Children’s privacy moves forward in the UK
The UK Parliament adopted the GDPR pretty much as it came out of the EU’s law-making machine. Under Article 8 we agreed 13 as the age at which a child could be considered competent to give consent to their data being processed by a commercial concern without the need for the company to engage with a child’s parent or carer to obtain verifiable consent. In effect this created new law and at a stroke made redundant the advice the data protection authority, the Information Commissioner’s Office (ICO), had given for years.
Like everyone else in the EU the UK decided on its Article 8 age without having regard to any evidence which supported it in terms of its relevance to the “modern” internet. Lazily, we adopted the de facto status quo, established by a 20th century law passed in the USA for an altogether different purpose.
Previously 13 had no legal standing or recognition of any kind in any of the four countries that make up the UK. Neither is it widely recognised as an important child development milestone. However, the ICO is to be congratulated for commissioning research into the matter. Professor Sonia Livingstone and her team at the LSE will look at children’s use and understanding of the contemporary, highly commercialised environment that is the internet. Depending on the findings we may all need to look at the issue of age again.
However, there was one important way in which what the UK did differed radically from every other EU Member State. Thanks largely to Baroness Kidron’s efforts the Government proposed and Parliament accepted that the ICO should be asked to draw up an “Age Appropriate Design Code”. Its title doesn’t quite convey or do justice to the ambition behind the idea.

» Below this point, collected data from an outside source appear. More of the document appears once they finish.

impl EntityInputHandler for TextInput {
    fn text_for_range(
        &mut self,
        range_utf16: Range<usize>,
        actual_range: &mut Option<Range<usize>>,
        _window: &mut Window,
        _cx: &mut Context<Self>,
    ) -> Option<String> {
        let range = self.buffer.range_from_utf16(&range_utf16);
        actual_range.replace(self.buffer.range_to_utf16(&range));
        self.buffer.text().get(range).map(str::to_string)
    }

    fn selected_text_range(
        &mut self,
        _ignore_disabled_input: bool,
        _window: &mut Window,
        _cx: &mut Context<Self>,
    ) -> Option<UTF16Selection> {
        Some(UTF16Selection {
            range: self.buffer.range_to_utf16(&self.buffer.selection()),
            reversed: self.buffer.is_reversed(),
        })
    }

    fn marked_text_range(&self, _window: &mut Window, _cx: &mut Context<Self>) -> Option<Range<usize>> {
        self.buffer
            .marked()
            .map(|range| self.buffer.range_to_utf16(&range))
    }

    fn unmark_text(&mut self, _window: &mut Window, _cx: &mut Context<Self>) {
        self.buffer.unmark();
    }

    fn replace_text_in_range(
        &mut self,
        range_utf16: Option<Range<usize>>,
        new_text: &str,
        _: &mut Window,
        cx: &mut Context<Self>,
    ) {
        let range = range_utf16.map(|range| self.buffer.range_from_utf16(&range));
        self.buffer.replace(range, new_text);
        self.changed(cx);
    }

    fn replace_and_mark_text_in_range(
        &mut self,
        range_utf16: Option<Range<usize>>,
        new_text: &str,
        new_selected_range_utf16: Option<Range<usize>>,
        _window: &mut Window,
        cx: &mut Context<Self>,
    ) {
        let range = range_utf16.map(|range| self.buffer.range_from_utf16(&range));
        // Offsets inside the composed text are relative to `new_text`.
        let inner = new_selected_range_utf16.map(|range| {
            let composed = EditBuffer {
                text: new_text.to_string(),
                ..EditBuffer::default()
            };
            composed.range_from_utf16(&range)
        });
        self.buffer.replace_and_mark(range, new_text, inner);
        cx.notify();
    }

    fn bounds_for_range(
        &mut self,
        range_utf16: Range<usize>,
        bounds: Bounds<Pixels>,
        _window: &mut Window,
        _cx: &mut Context<Self>,
    ) -> Option<Bounds<Pixels>> {
        let layout = self.last_layout.as_ref()?;
        let range = self.buffer.range_from_utf16(&range_utf16);
        Some(Bounds::from_corners(
            point(bounds.left() + layout.x_for_index(range.start), bounds.top()),
            point(bounds.left() + layout.x_for_index(range.end), bounds.bottom()),
        ))
    }

    fn character_index_for_point(
        &mut self,
        point: gpui::Point<Pixels>,
        _window: &mut Window,
        _cx: &mut Context<Self>,
    ) -> Option<usize> {
        let local = self.last_bounds?.localize(&point)?;
        let layout = self.last_layout.as_ref()?;
        let index = layout.index_for_x(point.x - local.x)?;
        Some(self.buffer.to_utf16(index))
    }
}

/// The painted line of a [`TextInput`]: text or placeholder, selection and cursor.
struct InputLine {
    input: Entity<TextInput>,
}

struct InputLineLayout {
    line: Option<ShapedLine>,
    cursor: Option<PaintQuad>,
    selection: Option<PaintQuad>,
    scroll_offset: Pixels,
}

impl IntoElement for InputLine {
    type Element = Self;

    fn into_element(self) -> Self::Element {
        self
    }
}
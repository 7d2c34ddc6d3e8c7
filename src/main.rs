mod assets;
mod config;
mod dataset;
mod grid;
mod input;
mod menu;
mod navbar;
mod resize;
mod sheet;
mod state;
mod tabs;
mod theme;
mod toolbar;

use gpui::*;

use assets::Assets;
use config::SheetConfig;
use grid::*;
use input::*;
use theme::Theme;

fn main() {
    env_logger::init();

    let config = match SheetConfig::from_env() {
        Ok(config) => config,
        Err(err) => {
            log::warn!("{}, falling back to the default sheet", err);
            SheetConfig::default()
        }
    };
    log::info!(
        "starting with a {}x{} sheet, columns {}px wide",
        config.rows,
        config.cols,
        config.default_column_width
    );

    Application::new()
        .with_assets(Assets)
        .run(move |cx| {
            // Initialize theme
            Theme::init(cx);

            // Set up menu bar
            menu::setup_menu(cx);

            // Register keybindings
            cx.bind_keys([
                // Normal mode navigation
                KeyBinding::new("up", MoveUp, Some("NormalMode")),
                KeyBinding::new("down", MoveDown, Some("NormalMode")),
                KeyBinding::new("left", MoveLeft, Some("NormalMode")),
                KeyBinding::new("right", MoveRight, Some("NormalMode")),
                KeyBinding::new("tab", MoveNext, Some("NormalMode")),
                KeyBinding::new("enter", EnterEditMode, Some("NormalMode")),
                KeyBinding::new("escape", CancelEdit, Some("NormalMode")),

                // Edit mode
                KeyBinding::new("enter", CommitEdit, Some("EditMode")),
                KeyBinding::new("escape", CancelEdit, Some("EditMode")),

                // Text editing
                KeyBinding::new("backspace", Backspace, Some("TextInput")),
                KeyBinding::new("delete", Delete, Some("TextInput")),
                KeyBinding::new("left", Left, Some("TextInput")),
                KeyBinding::new("right", Right, Some("TextInput")),
                KeyBinding::new("shift-left", SelectLeft, Some("TextInput")),
                KeyBinding::new("shift-right", SelectRight, Some("TextInput")),
                KeyBinding::new("cmd-a", SelectAll, Some("TextInput")),
                KeyBinding::new("home", Home, Some("TextInput")),
                KeyBinding::new("end", End, Some("TextInput")),
                KeyBinding::new("cmd-left", Home, Some("TextInput")),
                KeyBinding::new("cmd-right", End, Some("TextInput")),
                KeyBinding::new("ctrl-cmd-space", ShowCharacterPalette, Some("TextInput")),
                KeyBinding::new("cmd-v", Paste, Some("TextInput")),
                KeyBinding::new("cmd-c", Copy, Some("TextInput")),
                KeyBinding::new("cmd-x", Cut, Some("TextInput")),

                // Global
                KeyBinding::new("cmd-shift-t", ToggleToolbar, None),
                KeyBinding::new("cmd-q", Quit, None),
            ]);

            // Register quit action
            cx.on_action::<Quit>(|_, cx| {
                log::info!("quitting");
                cx.quit();
            });

            // Create the main window
            let window_options = WindowOptions {
                window_bounds: Some(WindowBounds::Windowed(Bounds::centered(
                    None,
                    size(px(1440.), px(900.)),
                    cx,
                ))),
                titlebar: Some(TitlebarOptions {
                    title: Some("Job Requests".into()),
                    appears_transparent: false,
                    ..Default::default()
                }),
                window_min_size: Some(size(px(MIN_WINDOW_WIDTH), px(MIN_WINDOW_HEIGHT))),
                ..Default::default()
            };

            if let Err(err) = cx.open_window(window_options, |window, cx| {
                cx.new(|cx| SpreadsheetApp::new(&config, window, cx))
            }) {
                log::error!("failed to open window: {}", err);
                cx.quit();
            }
        });
}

The code will have legal standing and force but, taking the UK-adopted version of the GDPR as its starting point, in reality it is a document which will spell out how data privacy rules ought to be applied to children.
The ICO organized a consultation to help it gather in views about what the code should say. The UK’s principal children’s organizations made a submission which is now available on the CHIS web site. I helped with the drafting and in so doing I achieved a much better understanding of just how woefully inadequate the whole GDPR process was in respect of children’s interests. This proves, once again, if you are not in the room you are not part of the conversation. Maybe the EU has been resting on its laurels for too long. They need to up their game substantially.
If you download the CHIS evidence I hope you find it interesting. Here are a few of my favourite extracts
Hitherto too much reliance….. has been placed on the importance of children and their parents and carers getting to know the privacy settings for an individual App or service. There is, of course, a great deal to be said in favour of this but the protection of children’s privacy should not be a prize to be claimed only by those children who can either do it for themselves or are lucky enough to have parents who are capable of solving the puzzle and able to engage with the App or service long enough. Some of the neediest children may have parents who lack the necessary capacities.
The company should have the prime responsibility for guaranteeing the privacy rights of its users. That cannot be delegated or assigned by them to unknown parties with unknown competencies.
It is simply unfair and unacceptable to make children the object of techniques which are designed to maximise revenues via disguised or manipulative techniques…… it is known that adults have difficulty negotiating or understanding such things (so) there can be no justification for using them with children.
Particularly in the present climate businesses should be going out of their way to reassure the public, parents and children alike that they are taking all reasonable and proportionate steps not to take advantage of or exploit children’s lack of worldly experience.